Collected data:
'''
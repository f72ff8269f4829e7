//! # Rendering Pipeline
//!
//! Turns a document into markup with an ordered list of pure text stages.
//!
//! ## Pipeline
//!
//! 1. **Normalize**: `\r\n` becomes `\n`; placeholder marks are removed from input
//! 2. **Extract**: diagram fences become placeholders (see [`crate::diagram`])
//! 3. **Escape**: optional, see [`RenderOptions::escape_html`]
//! 4. **Stages**: [`STAGES`], each a `&str -> String` function, in order
//! 5. **Classify**: blank-line separated segments become [`Block`]s
//! 6. **Restore**: placeholders are replaced with rendered diagrams
//!
//! ## Modules
//!
//! - **`blocks`**: line-oriented stages and block classification
//! - **`inline`**: single-line span stages (strong, emphasis, code, links)
//! - **`escape`**: HTML escaping of author text
//! - **`span`**: byte ranges used by the inline scanner
//!
//! Every function here is total: malformed input degrades to literal text.

pub mod blocks;
pub mod escape;
pub mod inline;
pub mod span;

#[cfg(test)]
mod tests;

use crate::diagram::{self, PLACEHOLDER_MARK};

pub use blocks::{Block, ListItem, classify, split_blocks};

use blocks::{CodeFence, Heading, List, Rule};

/// Options for one render call.
#[derive(Debug, Clone, PartialEq, Eq)]
pub struct RenderOptions {
    /// Escape author text and diagram source before the stages run.
    ///
    /// Off by default: raw HTML in the document passes through unchanged.
    pub escape_html: bool,
    /// Info string that marks a fence as a diagram.
    pub diagram_language: String,
}

impl Default for RenderOptions {
    fn default() -> Self {
        Self {
            escape_html: false,
            diagram_language: "mermaid".to_string(),
        }
    }
}

/// A pure text transformation.
pub type Stage = fn(&str) -> String;

/// Transformer stages in the order they run.
pub const STAGES: [(&str, Stage); 8] = [
    ("headings", Heading::apply),
    ("strong", inline::strong),
    ("emphasis", inline::emphasis),
    ("code_spans", inline::code_spans),
    ("code_fences", CodeFence::apply),
    ("lists", List::apply),
    ("links", inline::links),
    ("rules", Rule::apply),
];

/// Runs every stage in [`STAGES`] over `text`.
pub fn transform(text: &str) -> String {
    STAGES
        .iter()
        .fold(text.to_string(), |acc, (name, stage)| {
            let next = stage(&acc);
            if next != acc {
                log::trace!("stage {name} rewrote {} -> {} bytes", acc.len(), next.len());
            }
            next
        })
}

/// Renders `raw` with [`RenderOptions::default`].
pub fn render(raw: &str) -> String {
    render_with(raw, &RenderOptions::default())
}

/// Renders `raw` to markup. Never fails.
pub fn render_with(raw: &str, options: &RenderOptions) -> String {
    let normalized: String = raw
        .replace("\r\n", "\n")
        .chars()
        .filter(|&c| c != PLACEHOLDER_MARK)
        .collect();

    let extraction = diagram::extract_diagrams(&normalized, options);
    log::debug!("extracted {} diagram(s)", extraction.diagrams.len());

    let text = if options.escape_html {
        escape::escape_html(&extraction.text)
    } else {
        extraction.text.clone()
    };

    let transformed = transform(&text);
    let blocks = split_blocks(&transformed, &extraction);
    log::debug!("classified {} block(s)", blocks.len());

    let markup = blocks
        .iter()
        .map(Block::to_markup)
        .collect::<Vec<_>>()
        .join("\n");

    // Placeholders inside a larger segment were not classified on their own.
    extraction.restore(&markup)
}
'''
[What the task asks]: Every entry, from first to last, should be written out exactly.

[Task response]:
repository f72ff8269f4829e7
//! # Rendering Pipeline
//!
//! Turns a document into markup with an ordered list of pure text stages.
//!
//! ## Pipeline
//!
//! 1. **Normalize**: `\r\n` becomes `\n`; placeholder marks are removed from input
//! 2. **Extract**: diagram fences become placeholders (see [`crate::diagram`])
//! 3. **Escape**: optional, see [`RenderOptions::escape_html`]
//! 4. **Stages**: [`STAGES`], each a `&str -> String` function, in order
//! 5. **Classify**: blank-line separated segments become [`Block`]s
//! 6. **Restore**: placeholders are replaced with rendered diagrams
//!
//! ## Modules
//!
//! - **`blocks`**: line-oriented stages and block classification
//! - **`inline`**: single-line span stages (strong, emphasis, code, links)
//! - **`escape`**: HTML escaping of author text
//! - **`span`**: byte ranges used by the inline scanner
//!
//! Every function here is total: malformed input degrades to literal text.

pub mod blocks;
pub mod escape;
pub mod inline;
pub mod span;

#[cfg(test)]
mod tests;

use crate::diagram::{self, PLACEHOLDER_MARK};

pub use blocks::{Block, ListItem, classify, split_blocks};

use blocks::{CodeFence, Heading, List, Rule};

/// Options for one render call.
#[derive(Debug, Clone, PartialEq, Eq)]
pub struct RenderOptions {
    /// Escape author text and diagram source before the stages run.
    ///
    /// Off by default: raw HTML in the document passes through unchanged.
    pub escape_html: bool,
    /// Info string that marks a fence as a diagram.
    pub diagram_language: String,
}

impl Default for RenderOptions {
    fn default() -> Self {
        Self {
            escape_html: false,
            diagram_language: "mermaid".to_string(),
        }
    }
}

/// A pure text transformation.
pub type Stage = fn(&str) -> String;

/// Transformer stages in the order they run.
pub const STAGES: [(&str, Stage); 8] = [
    ("headings", Heading::apply),
    ("strong", inline::strong),
    ("emphasis", inline::emphasis),
    ("code_spans", inline::code_spans),
    ("code_fences", CodeFence::apply),
    ("lists", List::apply),
    ("links", inline::links),
    ("rules", Rule::apply),
];

/// Runs every stage in [`STAGES`] over `text`.
pub fn transform(text: &str) -> String {
    STAGES
        .iter()
        .fold(text.to_string(), |acc, (name, stage)| {
            let next = stage(&acc);
            if next != acc {
                log::trace!("stage {name} rewrote {} -> {} bytes", acc.len(), next.len());
            }
            next
        })
}

/// Renders `raw` with [`RenderOptions::default`].
pub fn render(raw: &str) -> String {
    render_with(raw, &RenderOptions::default())
}

/// Renders `raw` to markup. Never fails.
pub fn render_with(raw: &str, options: &RenderOptions) -> String {
    let normalized: String = raw
        .replace("\r\n", "\n")
        .chars()
        .filter(|&c| c != PLACEHOLDER_MARK)
        .collect();

    let extraction = diagram::extract_diagrams(&normalized, options);
    log::debug!("extracted {} diagram(s)", extraction.diagrams.len());

    let text = if options.escape_html {
        escape::escape_html(&extraction.text)
    } else {
        extraction.text.clone()
    };

    let transformed = transform(&text);
    let blocks = split_blocks(&transformed, &extraction);
    log::debug!("classified {} block(s)", blocks.len());

    let markup = blocks
        .iter()
        .map(Block::to_markup)
        .collect::<Vec<_>>()
        .join("\n");

    // Placeholders inside a larger segment were not classified on their own.
    extraction.restore(&markup)
}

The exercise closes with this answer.